**Dataset records:**
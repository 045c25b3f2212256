//! Staff reference domain.
//!
//! Four entity types exercising every loading path of the core:
//!
//! - `Department`: plain scalar fields
//! - `Employee`: a scalar, an associated department (a ghost until
//!   touched) and its time records (a lazily loaded collection)
//! - `TimeRecord`: belongs to one employee
//! - `Leave`: time off, either a single holiday or a vacation period,
//!   stored for both shapes in one table with a discriminator column. The
//!   vacation [`Period`] is an embedded value.

mod mapping;

pub use mapping::{DepartmentMapping, EmployeeMapping, LeaveMapping, TimeRecordMapping};

use crate::entity::{Entity, EntityRef};
use crate::error::OrmError;
use crate::layout::{embedded_column, Embedded};
use crate::lazy::LazyList;
use crate::registry::MapperRegistry;
use crate::types::{EntityId, EntityKind, Row, Value};
use chrono::NaiveDate;
use serde::Serialize;

/// DDL for the staff tables
pub const SCHEMA: &str = r#"
CREATE TABLE IF NOT EXISTS departments (
    id INTEGER PRIMARY KEY NOT NULL,
    name TEXT NOT NULL
);

CREATE TABLE IF NOT EXISTS employees (
    id INTEGER PRIMARY KEY NOT NULL,
    name TEXT NOT NULL,
    department_id INTEGER REFERENCES departments(id)
);

CREATE TABLE IF NOT EXISTS time_records (
    id INTEGER PRIMARY KEY NOT NULL,
    employee_id INTEGER NOT NULL REFERENCES employees(id),
    hours REAL NOT NULL,
    note TEXT
);

CREATE TABLE IF NOT EXISTS leaves (
    id INTEGER PRIMARY KEY NOT NULL,
    employee_id INTEGER NOT NULL REFERENCES employees(id),
    discriminator TEXT NOT NULL,
    day TEXT,
    period_start TEXT,
    period_end TEXT
);

CREATE INDEX IF NOT EXISTS idx_employees_department ON employees(department_id);
CREATE INDEX IF NOT EXISTS idx_time_records_employee ON time_records(employee_id);
CREATE INDEX IF NOT EXISTS idx_leaves_employee ON leaves(employee_id);
"#;

#[derive(Debug, Clone, PartialEq)]
pub struct Department {
    pub name: String,
}

impl Department {
    pub fn new(name: impl Into<String>) -> Self {
        Self { name: name.into() }
    }
}

impl Entity for Department {
    const KIND: EntityKind = EntityKind::new("department");
}

#[derive(Debug)]
pub struct Employee {
    pub name: String,
    pub department: Option<EntityRef<Department>>,
    pub time_records: LazyList<TimeRecord>,
}

impl Employee {
    /// A newly hired employee, with no department and no time records.
    ///
    /// The time records become a lazy list over the store once the
    /// employee is given an id.
    pub fn new(name: impl Into<String>) -> Self {
        Self {
            name: name.into(),
            department: None,
            time_records: LazyList::empty(),
        }
    }

    pub fn with_department(mut self, department: EntityRef<Department>) -> Self {
        self.department = Some(department);
        self
    }
}

impl Entity for Employee {
    const KIND: EntityKind = EntityKind::new("employee");

    fn identified(&mut self, id: EntityId) {
        self.time_records = LazyList::owned_by(Self::KIND, id);
    }
}

#[derive(Debug)]
pub struct TimeRecord {
    pub employee: EntityRef<Employee>,
    pub hours: f64,
    pub note: Option<String>,
}

impl TimeRecord {
    pub fn new(employee: EntityRef<Employee>, hours: f64) -> Self {
        Self {
            employee,
            hours,
            note: None,
        }
    }

    pub fn with_note(mut self, note: impl Into<String>) -> Self {
        self.note = Some(note.into());
        self
    }
}

impl Entity for TimeRecord {
    const KIND: EntityKind = EntityKind::new("time_record");
}

/// Consecutive days, both ends included
#[derive(Debug, Clone, Copy, PartialEq, Eq, Serialize)]
pub struct Period {
    start: NaiveDate,
    end: NaiveDate,
}

impl Period {
    pub fn new(start: NaiveDate, end: NaiveDate) -> Result<Self, OrmError> {
        if end < start {
            return Err(OrmError::invariant(format!(
                "period ends on {} before it starts on {}",
                end, start
            )));
        }
        Ok(Self { start, end })
    }

    pub fn start(&self) -> NaiveDate {
        self.start
    }

    pub fn end(&self) -> NaiveDate {
        self.end
    }

    pub fn days(&self) -> i64 {
        self.end.signed_duration_since(self.start).num_days() + 1
    }

    pub fn contains(&self, day: NaiveDate) -> bool {
        self.start <= day && day <= self.end
    }
}

impl Embedded for Period {
    const FIELDS: &'static [&'static str] = &["start", "end"];

    fn read(row: &Row, prefix: &str) -> Result<Self, OrmError> {
        Period::new(
            row.get_date(&embedded_column(prefix, "start"))?,
            row.get_date(&embedded_column(prefix, "end"))?,
        )
    }

    fn write(&self) -> Vec<Value> {
        vec![self.start.into(), self.end.into()]
    }
}

/// Shape of a [`Leave`]
#[derive(Debug, Clone, Copy, PartialEq, Eq, Serialize)]
#[serde(tag = "type", rename_all = "lowercase")]
pub enum LeaveKind {
    Holiday { day: NaiveDate },
    Vacation { period: Period },
}

#[derive(Debug)]
pub struct Leave {
    pub employee: EntityRef<Employee>,
    pub kind: LeaveKind,
}

impl Leave {
    pub fn holiday(employee: EntityRef<Employee>, day: NaiveDate) -> Self {
        Self {
            employee,
            kind: LeaveKind::Holiday { day },
        }
    }

    pub fn vacation(employee: EntityRef<Employee>, period: Period) -> Self {
        Self {
            employee,
            kind: LeaveKind::Vacation { period },
        }
    }

    pub fn days(&self) -> i64 {
        match self.kind {
            LeaveKind::Holiday { .. } => 1,
            LeaveKind::Vacation { period } => period.days(),
        }
    }

    pub fn covers(&self, day: NaiveDate) -> bool {
        match self.kind {
            LeaveKind::Holiday { day: holiday } => holiday == day,
            LeaveKind::Vacation { period } => period.contains(day),
        }
    }
}

impl Entity for Leave {
    const KIND: EntityKind = EntityKind::new("leave");
}

/// Registry with the mappers for all staff entities
pub fn registry() -> Result<MapperRegistry, OrmError> {
    MapperRegistry::new()
        .with(DepartmentMapping)?
        .with(EmployeeMapping)?
        .with(TimeRecordMapping)?
        .with(LeaveMapping::new())
}

#[cfg(test)]
mod tests {
    use super::*;

    #[test]
    fn test_registry_covers_all_kinds() {
        let registry = registry().unwrap();
        assert_eq!(
            registry.kinds(),
            vec![Department::KIND, Employee::KIND, Leave::KIND, TimeRecord::KIND]
        );
    }

    #[test]
    fn test_employee_records_follow_its_id() {
        let mut employee = Employee::new("Ada");
        assert!(employee.time_records.is_loaded());

        employee.identified(EntityId(7));
        assert!(!employee.time_records.is_loaded());
    }

    #[test]
    fn test_schema_applies() {
        let conn = rusqlite::Connection::open_in_memory().unwrap();
        conn.execute_batch(SCHEMA).unwrap();
        // Idempotent
        conn.execute_batch(SCHEMA).unwrap();

        let tables: i64 = conn
            .query_row(
                "SELECT COUNT(*) FROM sqlite_master WHERE type = 'table'",
                [],
                |row| row.get(0),
            )
            .unwrap();
        assert_eq!(tables, 4);
    }

    fn date(month: u32, day: u32) -> NaiveDate {
        NaiveDate::from_ymd_opt(2026, month, day).unwrap()
    }

    #[test]
    fn test_period_bounds() {
        let period = Period::new(date(7, 30), date(8, 2)).unwrap();
        assert_eq!(period.days(), 4);
        assert!(period.contains(date(7, 30)));
        assert!(period.contains(date(8, 2)));
        assert!(!period.contains(date(8, 3)));

        assert_eq!(Period::new(date(5, 1), date(5, 1)).unwrap().days(), 1);
        assert!(matches!(
            Period::new(date(5, 2), date(5, 1)),
            Err(OrmError::InvariantViolation(_))
        ));
    }

    #[test]
    fn test_leave_covers_its_days() {
        let ada = EntityRef::detached(Employee::new("Ada"));
        let holiday = Leave::holiday(ada.clone(), date(12, 25));
        assert_eq!(holiday.days(), 1);
        assert!(holiday.covers(date(12, 25)));
        assert!(!holiday.covers(date(12, 26)));

        let vacation = Leave::vacation(ada, Period::new(date(8, 1), date(8, 14)).unwrap());
        assert_eq!(vacation.days(), 14);
        assert!(vacation.covers(date(8, 7)));
    }
}
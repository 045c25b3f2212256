//! Sessions: the explicit context object for one logical unit of work.
//!
//! A [`Session`] owns the identity map and the unit of work for its
//! lifetime and hands out [`LoadContext`]s to mappers and lazy holders.
//! There is no ambient "current session"; code that needs one receives it.
//!
//! ```text
//! SessionFactory ──open()──▶ Session ─┬─ IdentityMap   (canonical instances)
//!   (store, registry,                 ├─ UnitOfWork    (new / dirty / removed keys)
//!    config)                          └─ LoadContext ─▶ Mapper ─▶ Store
//! ```

use crate::context::{LoadContext, LoadCounters};
use crate::entity::{Entity, EntityRef};
use crate::error::{CommitFailure, CommitPhase, OrmError};
use crate::identity::{IdentityMap, IdentityMetrics};
use crate::lazy::{Lazy, LazyList};
use crate::registry::MapperRegistry;
use crate::store::{Store, StoreMetrics};
use crate::types::{EntityId, EntityKey, Value};
use crate::uow::{CommitReport, Tracking, UnitOfWork};
use lazyorm_config::SessionConfig;
use parking_lot::MappedRwLockReadGuard;
use serde::Serialize;
use std::sync::Arc;
use tracing::{debug, info, warn};

/// Snapshot of a session's activity.
#[derive(Debug, Clone, Copy, Default, PartialEq, Serialize)]
pub struct SessionStats {
    pub identity: IdentityMetrics,
    pub loading: LoadCounters,
    pub store: StoreMetrics,
    /// Entities currently held by the identity map
    pub cached: usize,
    pub pending_new: usize,
    pub pending_dirty: usize,
    pub pending_removed: usize,
    pub commits: u64,
}

pub struct Session {
    store: Arc<dyn Store>,
    registry: Arc<MapperRegistry>,
    config: SessionConfig,
    identity: IdentityMap,
    uow: UnitOfWork,
    counters: LoadCounters,
    commits: u64,
}

impl Session {
    pub fn new(store: Arc<dyn Store>, registry: Arc<MapperRegistry>, config: SessionConfig) -> Self {
        Self {
            store,
            registry,
            config,
            identity: IdentityMap::new(),
            uow: UnitOfWork::new(),
            counters: LoadCounters::default(),
            commits: 0,
        }
    }

    /// A load context borrowing this session's state
    pub fn context(&mut self) -> LoadContext<'_> {
        LoadContext::new(
            self.store.as_ref(),
            self.registry.as_ref(),
            &mut self.identity,
            &mut self.counters,
        )
    }

    pub fn store(&self) -> &Arc<dyn Store> {
        &self.store
    }

    pub fn registry(&self) -> &Arc<MapperRegistry> {
        &self.registry
    }

    pub fn identity_map(&self) -> &IdentityMap {
        &self.identity
    }

    pub fn unit_of_work(&self) -> &UnitOfWork {
        &self.uow
    }

    // ========================================================================
    // Finders
    // ========================================================================

    /// The entity for `id`. Returns the cached instance if there is one,
    /// otherwise a ghost; the store is not touched either way.
    pub fn find<E: Entity>(&mut self, id: impl Into<EntityId>) -> Result<EntityRef<E>, OrmError> {
        self.context().find(id)
    }

    pub fn find_all<E: Entity>(&mut self) -> Result<Vec<EntityRef<E>>, OrmError> {
        self.context().find_all()
    }

    /// Entities for the rows returned by `sql`, one query in total
    pub fn find_many<E: Entity>(
        &mut self,
        sql: &str,
        params: &[Value],
    ) -> Result<Vec<EntityRef<E>>, OrmError> {
        self.context().find_many(sql, params)
    }

    // ========================================================================
    // Access
    // ========================================================================

    /// Read an entity's fields, loading it first if it is a ghost.
    ///
    /// Drop the guard before modifying the same entity.
    pub fn get<'r, E: Entity>(
        &mut self,
        entity: &'r EntityRef<E>,
    ) -> Result<MappedRwLockReadGuard<'r, E>, OrmError> {
        self.context().get(entity)
    }

    pub fn ensure_loaded<E: Entity>(&mut self, entity: &EntityRef<E>) -> Result<(), OrmError> {
        self.context().ensure_loaded(entity)
    }

    pub fn resolve<'h, T>(&mut self, lazy: &'h Lazy<T>) -> Result<&'h T, OrmError> {
        lazy.get(&mut self.context())
    }

    pub fn collection<'h, E: Entity>(
        &mut self,
        list: &'h LazyList<E>,
    ) -> Result<&'h [EntityRef<E>], OrmError> {
        list.get(&mut self.context())
    }

    // ========================================================================
    // Changes
    // ========================================================================

    /// Apply `change` to an entity and register it dirty.
    ///
    /// A change to a removed entity is rejected without being applied.
    pub fn modify<E: Entity, R>(
        &mut self,
        entity: &EntityRef<E>,
        change: impl FnOnce(&mut E) -> R,
    ) -> Result<R, OrmError> {
        self.ensure_loaded(entity)?;
        let mut data = entity.try_write()?;
        self.uow.register_dirty(entity)?;
        Ok(change(&mut data))
    }

    /// Register an entity dirty whose fields were changed some other way
    pub fn mark_dirty<E: Entity>(&mut self, entity: &EntityRef<E>) -> Result<(), OrmError> {
        self.uow.register_dirty(entity)
    }

    /// Create a new entity with a store-allocated identifier.
    ///
    /// The entity is cached and registered new; it is written on commit.
    pub fn create<E: Entity>(&mut self, data: E) -> Result<EntityRef<E>, OrmError> {
        let id = self.store.next_id(E::KIND)?;
        self.create_with_id(id, data)
    }

    pub fn create_with_id<E: Entity>(
        &mut self,
        id: impl Into<EntityId>,
        mut data: E,
    ) -> Result<EntityRef<E>, OrmError> {
        let id = id.into();
        let key = EntityKey::new(E::KIND, id);
        if self.identity.contains(&key) {
            return Err(OrmError::invariant(format!(
                "{} is already present in this session",
                key
            )));
        }

        data.identified(id);
        let entity = EntityRef::loaded(id, data);
        self.uow.register_new(&entity)?;
        self.identity.insert(&entity)?;
        debug!("Created {}", key);
        Ok(entity)
    }

    /// Write a detached entity immediately, bypassing the unit of work
    pub fn insert_now<E: Entity>(&mut self, entity: &EntityRef<E>) -> Result<EntityId, OrmError> {
        let mapper = self.registry.mapper::<E>()?;
        mapper.insert(&mut self.context(), entity)
    }

    /// Register an entity for deletion on commit
    pub fn remove<E: Entity>(&mut self, entity: &EntityRef<E>) -> Result<(), OrmError> {
        let pending_insert = entity
            .key()
            .filter(|key| self.uow.tracking(key) == Some(Tracking::New));
        self.uow.register_removed(entity)?;
        if let Some(key) = pending_insert {
            // Never written, so it simply leaves the session
            self.identity.remove(&key);
        }
        Ok(())
    }

    pub fn mark_clean<E: Entity>(&mut self, entity: &EntityRef<E>) -> Result<(), OrmError> {
        self.uow.register_clean(entity)
    }

    // ========================================================================
    // Commit
    // ========================================================================

    /// Write all tracked changes.
    ///
    /// With `transactional_commit` the writes run inside one store
    /// transaction that is rolled back if any of them fails. A failed commit
    /// leaves this session unusable for further changes.
    pub fn commit(&mut self) -> Result<CommitReport, OrmError> {
        if self.uow.is_poisoned() {
            return Err(OrmError::invariant(
                "session was abandoned by a failed commit; open a new one",
            ));
        }
        if self.uow.is_empty() {
            return Ok(CommitReport::default());
        }

        let transactional = self.config.transactional_commit;
        if transactional {
            if let Err(e) = self.store.begin() {
                return Err(self.abandon(CommitPhase::Begin, CommitReport::default(), e.into()));
            }
        }

        let mut cx = LoadContext::new(
            self.store.as_ref(),
            self.registry.as_ref(),
            &mut self.identity,
            &mut self.counters,
        );
        let result = self.uow.commit(&mut cx);

        match result {
            Ok(report) => {
                if transactional {
                    if let Err(e) = self.store.commit() {
                        self.roll_back();
                        return Err(self.abandon(CommitPhase::Complete, report, e.into()));
                    }
                }
                self.commits += 1;
                info!("Committed: {}", report);
                Ok(report)
            }
            Err(e) => {
                if transactional {
                    self.roll_back();
                }
                Err(e)
            }
        }
    }

    /// Poison the unit of work for a failure outside any single entity write
    fn abandon(&mut self, phase: CommitPhase, progress: CommitReport, cause: OrmError) -> OrmError {
        self.uow.poison();
        warn!("Commit failed during {}: {}", phase, cause);
        OrmError::from(Box::new(CommitFailure {
            phase,
            key: None,
            progress,
            cause,
        }))
    }

    fn roll_back(&self) {
        if !self.store.in_transaction() {
            return;
        }
        match self.store.rollback() {
            Ok(()) => debug!("Rolled back failed commit"),
            Err(e) => warn!("Rollback after failed commit failed: {}", e),
        }
    }

    /// Commit and end the session
    pub fn finish(mut self) -> Result<CommitReport, OrmError> {
        self.commit()
    }

    pub fn stats(&self) -> SessionStats {
        SessionStats {
            identity: self.identity.metrics(),
            loading: self.counters,
            store: self.store.metrics(),
            cached: self.identity.len(),
            pending_new: self.uow.new_keys().len(),
            pending_dirty: self.uow.dirty_keys().len(),
            pending_removed: self.uow.removed_keys().len(),
            commits: self.commits,
        }
    }
}

impl std::fmt::Debug for Session {
    fn fmt(&self, f: &mut std::fmt::Formatter<'_>) -> std::fmt::Result {
        f.debug_struct("Session")
            .field("identity", &self.identity)
            .field("uow", &self.uow)
            .field("config", &self.config)
            .finish_non_exhaustive()
    }
}

/// Opens sessions over a shared store and registry.
#[derive(Clone)]
pub struct SessionFactory {
    store: Arc<dyn Store>,
    registry: Arc<MapperRegistry>,
    config: SessionConfig,
}

impl SessionFactory {
    pub fn new(store: Arc<dyn Store>, registry: Arc<MapperRegistry>, config: SessionConfig) -> Self {
        Self {
            store,
            registry,
            config,
        }
    }

    pub fn open(&self) -> Session {
        Session::new(
            Arc::clone(&self.store),
            Arc::clone(&self.registry),
            self.config.clone(),
        )
    }

    /// Run `work` in a fresh session and commit it if `work` succeeds.
    ///
    /// On error the session is dropped with its pending changes.
    pub fn run<T, Err, F>(&self, work: F) -> Result<T, Err>
    where
        F: FnOnce(&mut Session) -> Result<T, Err>,
        Err: From<OrmError>,
    {
        let mut session = self.open();
        let value = work(&mut session)?;
        session.commit()?;
        Ok(value)
    }

    pub fn store(&self) -> &Arc<dyn Store> {
        &self.store
    }

    pub fn registry(&self) -> &Arc<MapperRegistry> {
        &self.registry
    }

    pub fn config(&self) -> &SessionConfig {
        &self.config
    }
}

**Exercise goal:**
Read the entries and select each line where the word "prefix" is found.

**Exercise response:**
    fn read(row: &Row, prefix: &str) -> Result<Self, OrmError> {
            row.get_date(&embedded_column(prefix, "start"))?,
            row.get_date(&embedded_column(prefix, "end"))?,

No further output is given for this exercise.